Work order => The records sit below. Return every line in them that holds the word "core".

Records for this exercise =>
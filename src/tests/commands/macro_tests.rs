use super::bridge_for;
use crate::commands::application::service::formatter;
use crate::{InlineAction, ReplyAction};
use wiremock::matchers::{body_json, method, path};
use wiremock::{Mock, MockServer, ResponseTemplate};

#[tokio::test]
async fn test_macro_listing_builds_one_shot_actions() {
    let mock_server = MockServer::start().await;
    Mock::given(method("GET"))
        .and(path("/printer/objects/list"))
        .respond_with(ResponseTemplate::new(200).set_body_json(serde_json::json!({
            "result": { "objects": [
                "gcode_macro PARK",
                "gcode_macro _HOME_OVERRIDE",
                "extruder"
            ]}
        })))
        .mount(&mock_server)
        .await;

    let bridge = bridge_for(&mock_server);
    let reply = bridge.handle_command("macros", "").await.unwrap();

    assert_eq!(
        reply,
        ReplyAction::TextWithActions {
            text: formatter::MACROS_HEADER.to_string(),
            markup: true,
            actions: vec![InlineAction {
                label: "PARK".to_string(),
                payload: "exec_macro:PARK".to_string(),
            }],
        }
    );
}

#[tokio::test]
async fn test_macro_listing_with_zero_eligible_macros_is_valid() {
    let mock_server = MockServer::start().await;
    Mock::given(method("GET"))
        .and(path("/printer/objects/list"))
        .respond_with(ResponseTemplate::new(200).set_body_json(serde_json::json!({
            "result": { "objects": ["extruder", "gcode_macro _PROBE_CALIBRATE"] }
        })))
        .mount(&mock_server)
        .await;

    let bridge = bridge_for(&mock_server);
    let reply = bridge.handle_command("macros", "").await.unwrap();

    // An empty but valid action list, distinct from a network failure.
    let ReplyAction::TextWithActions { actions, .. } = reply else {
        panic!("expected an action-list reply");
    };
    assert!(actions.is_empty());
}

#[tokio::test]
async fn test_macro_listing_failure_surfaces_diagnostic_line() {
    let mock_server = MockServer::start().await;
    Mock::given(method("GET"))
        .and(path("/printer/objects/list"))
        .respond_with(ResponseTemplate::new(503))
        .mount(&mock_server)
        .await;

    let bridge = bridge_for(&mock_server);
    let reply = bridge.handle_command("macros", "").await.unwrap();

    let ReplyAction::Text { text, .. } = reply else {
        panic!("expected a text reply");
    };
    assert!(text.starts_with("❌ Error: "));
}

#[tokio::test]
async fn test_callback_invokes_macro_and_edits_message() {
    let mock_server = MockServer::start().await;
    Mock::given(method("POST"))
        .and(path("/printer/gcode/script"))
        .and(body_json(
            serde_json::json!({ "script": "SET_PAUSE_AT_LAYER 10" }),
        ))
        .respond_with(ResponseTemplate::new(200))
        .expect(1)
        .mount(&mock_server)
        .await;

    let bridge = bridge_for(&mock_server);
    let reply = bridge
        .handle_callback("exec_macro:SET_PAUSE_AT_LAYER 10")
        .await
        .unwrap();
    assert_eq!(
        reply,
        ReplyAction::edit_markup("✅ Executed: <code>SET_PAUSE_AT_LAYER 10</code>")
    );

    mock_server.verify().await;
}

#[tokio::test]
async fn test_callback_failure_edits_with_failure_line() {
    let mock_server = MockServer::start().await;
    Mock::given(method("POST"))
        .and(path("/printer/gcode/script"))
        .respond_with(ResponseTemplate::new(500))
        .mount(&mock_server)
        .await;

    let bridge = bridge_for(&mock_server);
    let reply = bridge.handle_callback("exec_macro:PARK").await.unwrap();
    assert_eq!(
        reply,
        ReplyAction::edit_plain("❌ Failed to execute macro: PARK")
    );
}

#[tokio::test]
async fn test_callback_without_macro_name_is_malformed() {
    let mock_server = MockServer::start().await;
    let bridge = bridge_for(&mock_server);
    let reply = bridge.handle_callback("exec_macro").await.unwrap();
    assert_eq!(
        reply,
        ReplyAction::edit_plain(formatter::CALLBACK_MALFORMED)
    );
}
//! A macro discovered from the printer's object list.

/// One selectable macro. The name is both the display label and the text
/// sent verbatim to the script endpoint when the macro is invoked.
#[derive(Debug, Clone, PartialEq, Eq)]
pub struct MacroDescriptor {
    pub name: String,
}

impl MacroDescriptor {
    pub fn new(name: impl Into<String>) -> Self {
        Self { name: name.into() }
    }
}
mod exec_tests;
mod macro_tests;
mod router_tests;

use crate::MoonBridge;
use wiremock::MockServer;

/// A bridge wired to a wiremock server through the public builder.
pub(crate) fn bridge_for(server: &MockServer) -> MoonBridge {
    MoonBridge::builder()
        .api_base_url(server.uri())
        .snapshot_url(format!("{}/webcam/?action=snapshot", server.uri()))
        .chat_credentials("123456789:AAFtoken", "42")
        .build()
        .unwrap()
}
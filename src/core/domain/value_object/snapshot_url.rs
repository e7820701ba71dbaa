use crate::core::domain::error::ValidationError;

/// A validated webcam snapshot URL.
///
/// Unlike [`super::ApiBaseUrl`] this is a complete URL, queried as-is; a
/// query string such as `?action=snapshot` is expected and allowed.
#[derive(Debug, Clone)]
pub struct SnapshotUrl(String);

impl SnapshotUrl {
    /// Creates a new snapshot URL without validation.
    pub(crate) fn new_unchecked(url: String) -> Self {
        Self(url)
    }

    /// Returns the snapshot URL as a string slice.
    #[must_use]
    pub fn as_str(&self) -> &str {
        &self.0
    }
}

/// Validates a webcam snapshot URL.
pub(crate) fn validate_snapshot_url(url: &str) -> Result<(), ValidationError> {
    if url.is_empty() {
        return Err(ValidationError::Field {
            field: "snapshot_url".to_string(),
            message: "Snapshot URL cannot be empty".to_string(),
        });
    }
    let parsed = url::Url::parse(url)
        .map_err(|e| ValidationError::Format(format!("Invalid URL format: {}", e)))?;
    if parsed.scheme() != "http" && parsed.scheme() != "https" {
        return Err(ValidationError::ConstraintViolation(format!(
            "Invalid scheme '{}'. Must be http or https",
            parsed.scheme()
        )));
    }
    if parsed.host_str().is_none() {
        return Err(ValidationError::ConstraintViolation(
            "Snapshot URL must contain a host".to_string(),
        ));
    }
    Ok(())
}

Response area =>
filename src/core/domain/value_object/snapshot_url.rs
use crate::core::domain::error::ValidationError;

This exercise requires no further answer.